■ REQUIRED WORK
The answer must consist of each line below that contains the string "metrics".

■ DATASET RECORDS
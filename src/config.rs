use std::path::{Path, PathBuf};

use anyhow::Result;
use serde::{Deserialize, Serialize};

use crate::ai::BackendHandle;

/// Default config directory: ~/.blogcrew/
pub fn config_dir() -> PathBuf {
    dirs::home_dir()
        .unwrap_or_else(|| PathBuf::from("."))
        .join(".blogcrew")
}

/// Default config file path: ~/.blogcrew/settings.json
pub fn default_config_path() -> PathBuf {
    config_dir().join("settings.json")
}

pub const ENV_BASE_URL: &str = "BLOGCREW_BASE_URL";
pub const ENV_MODEL: &str = "BLOGCREW_MODEL";
pub const ENV_API_KEY: &str = "BLOGCREW_API_KEY";

#[derive(Debug, Clone, Deserialize, Serialize)]
pub struct AppConfig {
    #[serde(default = "default_version")]
    pub version: u32,
    #[serde(default)]
    pub backend: BackendConfig,
    #[serde(default)]
    pub shell: ShellConfig,
}

#[derive(Debug, Clone, Deserialize, Serialize)]
pub struct BackendConfig {
    #[serde(default = "default_base_url")]
    pub base_url: String,
    #[serde(default = "default_model")]
    pub model: String,
    #[serde(default, skip_serializing_if = "Option::is_none")]
    pub api_key: Option<String>,
    /// Upper bound for the startup availability probe.
    #[serde(default = "default_probe_timeout_secs")]
    pub probe_timeout_secs: u64,
}

#[derive(Debug, Clone, Deserialize, Serialize)]
pub struct ShellConfig {
    /// Print START events (agent inputs) in the live transcript.
    #[serde(default = "default_true")]
    pub show_inputs: bool,
}

fn default_version() -> u32 {
    1
}
fn default_base_url() -> String {
    "http://localhost:11434/v1".to_string()
}
fn default_model() -> String {
    "llama3.1:latest".to_string()
}
fn default_probe_timeout_secs() -> u64 {
    5
}
fn default_true() -> bool {
    true
}

impl Default for AppConfig {
    fn default() -> Self {
        Self {
            version: default_version(),
            backend: BackendConfig::default(),
            shell: ShellConfig::default(),
        }
    }
}

impl Default for BackendConfig {
    fn default() -> Self {
        Self {
            base_url: default_base_url(),
            model: default_model(),
            api_key: None,
            probe_timeout_secs: default_probe_timeout_secs(),
        }
    }
}

impl Default for ShellConfig {
    fn default() -> Self {
        Self { show_inputs: true }
    }
}

impl AppConfig {
    pub fn load(path: &Path) -> Result<Self> {
        let content = std::fs::read_to_string(path)
            .map_err(|e| anyhow::anyhow!("Failed to read {}: {e}", path.display()))?;
        let config: AppConfig = serde_json::from_str(&content)
            .map_err(|e| anyhow::anyhow!("Failed to parse {}: {e}", path.display()))?;
        Ok(config)
    }

    /// Load the file if present, otherwise start from defaults.
    pub fn load_or_default(path: &Path) -> Result<Self> {
        if path.exists() {
            Self::load(path)
        } else {
            Ok(Self::default())
        }
    }

    /// Apply BLOGCREW_* environment variables on top of the file values.
    pub fn with_env_overrides(self) -> Self {
        self.with_overrides_from(|key| std::env::var(key).ok())
    }

    fn with_overrides_from(mut self, lookup: impl Fn(&str) -> Option<String>) -> Self {
        let non_empty = |key: &str| lookup(key).filter(|v| !v.trim().is_empty());
        if let Some(url) = non_empty(ENV_BASE_URL) {
            self.backend.base_url = url;
        }
        if let Some(model) = non_empty(ENV_MODEL) {
            self.backend.model = model;
        }
        if let Some(key) = non_empty(ENV_API_KEY) {
            self.backend.api_key = Some(key);
        }
        self
    }

    pub fn backend_handle(&self) -> BackendHandle {
        BackendHandle {
            endpoint_url: self.backend.base_url.clone(),
            model_identifier: self.backend.model.clone(),
            api_key: self.backend.api_key.clone(),
        }
    }

    pub fn probe_timeout(&self) -> std::time::Duration {
        std::time::Duration::from_secs(self.backend.probe_timeout_secs)
    }
}
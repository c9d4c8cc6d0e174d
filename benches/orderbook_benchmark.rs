//! Benchmarks for order book view operations

use criterion::{black_box, criterion_group, criterion_main, Criterion};
use rust_decimal::Decimal;
use std::str::FromStr;
use swapstream_core::orderbook::OrderBookView;
use swapstream_core::parser::{DepthFrame, RawLevel};

fn create_frame(levels: usize) -> DepthFrame {
    let bids: Vec<RawLevel> = (0..levels)
        .map(|i| RawLevel {
            price: Decimal::from(50000 - i as i64),
            size: Decimal::from_str("1.5").unwrap(),
        })
        .collect();

    let asks: Vec<RawLevel> = (0..levels)
        .map(|i| RawLevel {
            price: Decimal::from(50001 + i as i64),
            size: Decimal::from_str("1.5").unwrap(),
        })
        .collect();

    DepthFrame {
        event_type: "depthUpdate".to_string(),
        event_time: 1672531200000,
        symbol: "BTCUSDT".to_string(),
        bids,
        asks,
    }
}

fn benchmark_update(c: &mut Criterion) {
    let view = OrderBookView::new(5);
    let frame = create_frame(100);

    c.bench_function("update_100_levels_top5", |b| {
        b.iter(|| {
            view.update(black_box(&frame));
        })
    });
}

fn benchmark_snapshot(c: &mut Criterion) {
    let view = OrderBookView::new(5);
    view.update(&create_frame(100));

    c.bench_function("snapshot_read", |b| {
        b.iter(|| {
            black_box(view.snapshot("BTCUSDT"));
        })
    });
}

criterion_group!(benches, benchmark_update, benchmark_snapshot);
criterion_main!(benches);
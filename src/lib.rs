//! Streaming swap core
//!
//! This crate synchronizes live market data (last-trade prices and top-N
//! depth) per symbol from a streaming venue over reference-counted shared
//! connections, and derives swap quotes and a simulated transaction
//! workflow on top of the cached view. It is a library consumed by an
//! external presentation shell; it has no CLI and persists nothing.

use std::sync::Arc;

pub mod config;
pub mod error;
pub mod metrics;
pub mod orderbook;
pub mod parser;
pub mod price;
pub mod quote;
pub mod stream;
pub mod transaction;

pub use config::{BackoffConfig, CoreConfig, TransactionConfig};
pub use error::{Result, SwapCoreError};
pub use metrics::{MetricsBounds, MetricsSnapshot};
pub use orderbook::{OrderBookSnapshot, OrderBookView, OrderLevel, Side};
pub use parser::{DepthFrame, ParsedFrame, SubscribeRequest, TickerFrame};
pub use price::{PriceCache, PriceQuote};
pub use quote::Quote;
pub use stream::{StreamConnection, SubscriptionHandle, SubscriptionManager};
pub use transaction::{TransactionState, TransactionWorkflow};

/// Wired-up core shared with the presentation shell
pub struct SwapCore {
    pub config: Arc<CoreConfig>,
    pub prices: Arc<PriceCache>,
    pub books: Arc<OrderBookView>,
    pub subscriptions: SubscriptionManager,
}

impl SwapCore {
    /// Build the core from explicit configuration. The caches handed to
    /// the subscription manager are the same ones exposed to readers.
    pub fn new(config: CoreConfig) -> Self {
        let config = Arc::new(config);
        let prices = Arc::new(PriceCache::new());
        let books = Arc::new(OrderBookView::new(config.depth_levels));
        let subscriptions = SubscriptionManager::new(
            Arc::clone(&config),
            Arc::clone(&prices),
            Arc::clone(&books),
        );

        Self {
            config,
            prices,
            books,
            subscriptions,
        }
    }

    /// A transaction workflow configured from this core's settings, one
    /// per swap attempt
    pub fn transaction_workflow(&self) -> TransactionWorkflow {
        TransactionWorkflow::new(self.config.transaction.clone())
    }
}
//! Last-trade price cache with staleness tracking
//!
//! One entry per symbol, written only by that symbol's stream task. Updates
//! older than the stored venue event time are rejected, which keeps
//! `observed_at` from moving backwards across reconnects.

use std::collections::HashMap;
use std::sync::RwLock;
use std::time::{Duration, Instant};

use chrono::{DateTime, TimeZone, Utc};
use rust_decimal::Decimal;
use serde::Serialize;
use tracing::trace;

use crate::parser::{TickerFrame, TICKER_EVENT};

/// Last observed price for a symbol
#[derive(Debug, Clone, PartialEq, Serialize)]
pub struct PriceQuote {
    pub symbol: String,
    pub last_price: Decimal,
    /// Venue event time of the observation (ms)
    pub observed_at: u64,
}

impl PriceQuote {
    /// Venue observation time as a wall-clock timestamp
    pub fn observed_at_utc(&self) -> Option<DateTime<Utc>> {
        Utc.timestamp_millis_opt(self.observed_at as i64).single()
    }
}

#[derive(Debug)]
struct Entry {
    quote: PriceQuote,
    received_at: Instant,
}

/// Per-symbol last-trade prices
#[derive(Debug, Default)]
pub struct PriceCache {
    entries: RwLock<HashMap<String, Entry>>,
}

impl PriceCache {
    pub fn new() -> Self {
        Self::default()
    }

    /// Apply a ticker frame.
    ///
    /// Frames with an unexpected event kind are ignored, as are
    /// observations older than the stored one (out-of-order delivery on
    /// reconnect).
    pub fn update(&self, frame: &TickerFrame) {
        if frame.event_type != TICKER_EVENT {
            trace!(event = %frame.event_type, "ignoring non-ticker frame");
            return;
        }

        let key = frame.symbol.to_uppercase();
        let mut entries = self.entries.write().expect("price lock poisoned");
        if let Some(entry) = entries.get(&key) {
            if frame.event_time < entry.quote.observed_at {
                trace!(
                    symbol = %key,
                    stored = entry.quote.observed_at,
                    incoming = frame.event_time,
                    "ignoring out-of-order ticker"
                );
                return;
            }
        }

        entries.insert(
            key.clone(),
            Entry {
                quote: PriceQuote {
                    symbol: key,
                    last_price: frame.last_price,
                    observed_at: frame.event_time,
                },
                received_at: Instant::now(),
            },
        );
    }

    /// Latest price for a symbol, or `None` before the first ticker
    pub fn get(&self, symbol: &str) -> Option<PriceQuote> {
        let entries = self.entries.read().expect("price lock poisoned");
        entries.get(&symbol.to_uppercase()).map(|e| e.quote.clone())
    }

    /// True if no update has been observed within `max_age` (or ever).
    /// Advisory: callers decide whether to act on a stale quote.
    pub fn is_stale(&self, symbol: &str, max_age: Duration) -> bool {
        let entries = self.entries.read().expect("price lock poisoned");
        match entries.get(&symbol.to_uppercase()) {
            Some(entry) => entry.received_at.elapsed() > max_age,
            None => true,
        }
    }

    /// Drop the cached price for a symbol (subscription teardown)
    pub fn evict(&self, symbol: &str) {
        let mut entries = self.entries.write().expect("price lock poisoned");
        entries.remove(&symbol.to_uppercase());
    }
}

■ TASK SOLUTION
pub mod metrics;
pub use metrics::{MetricsBounds, MetricsSnapshot};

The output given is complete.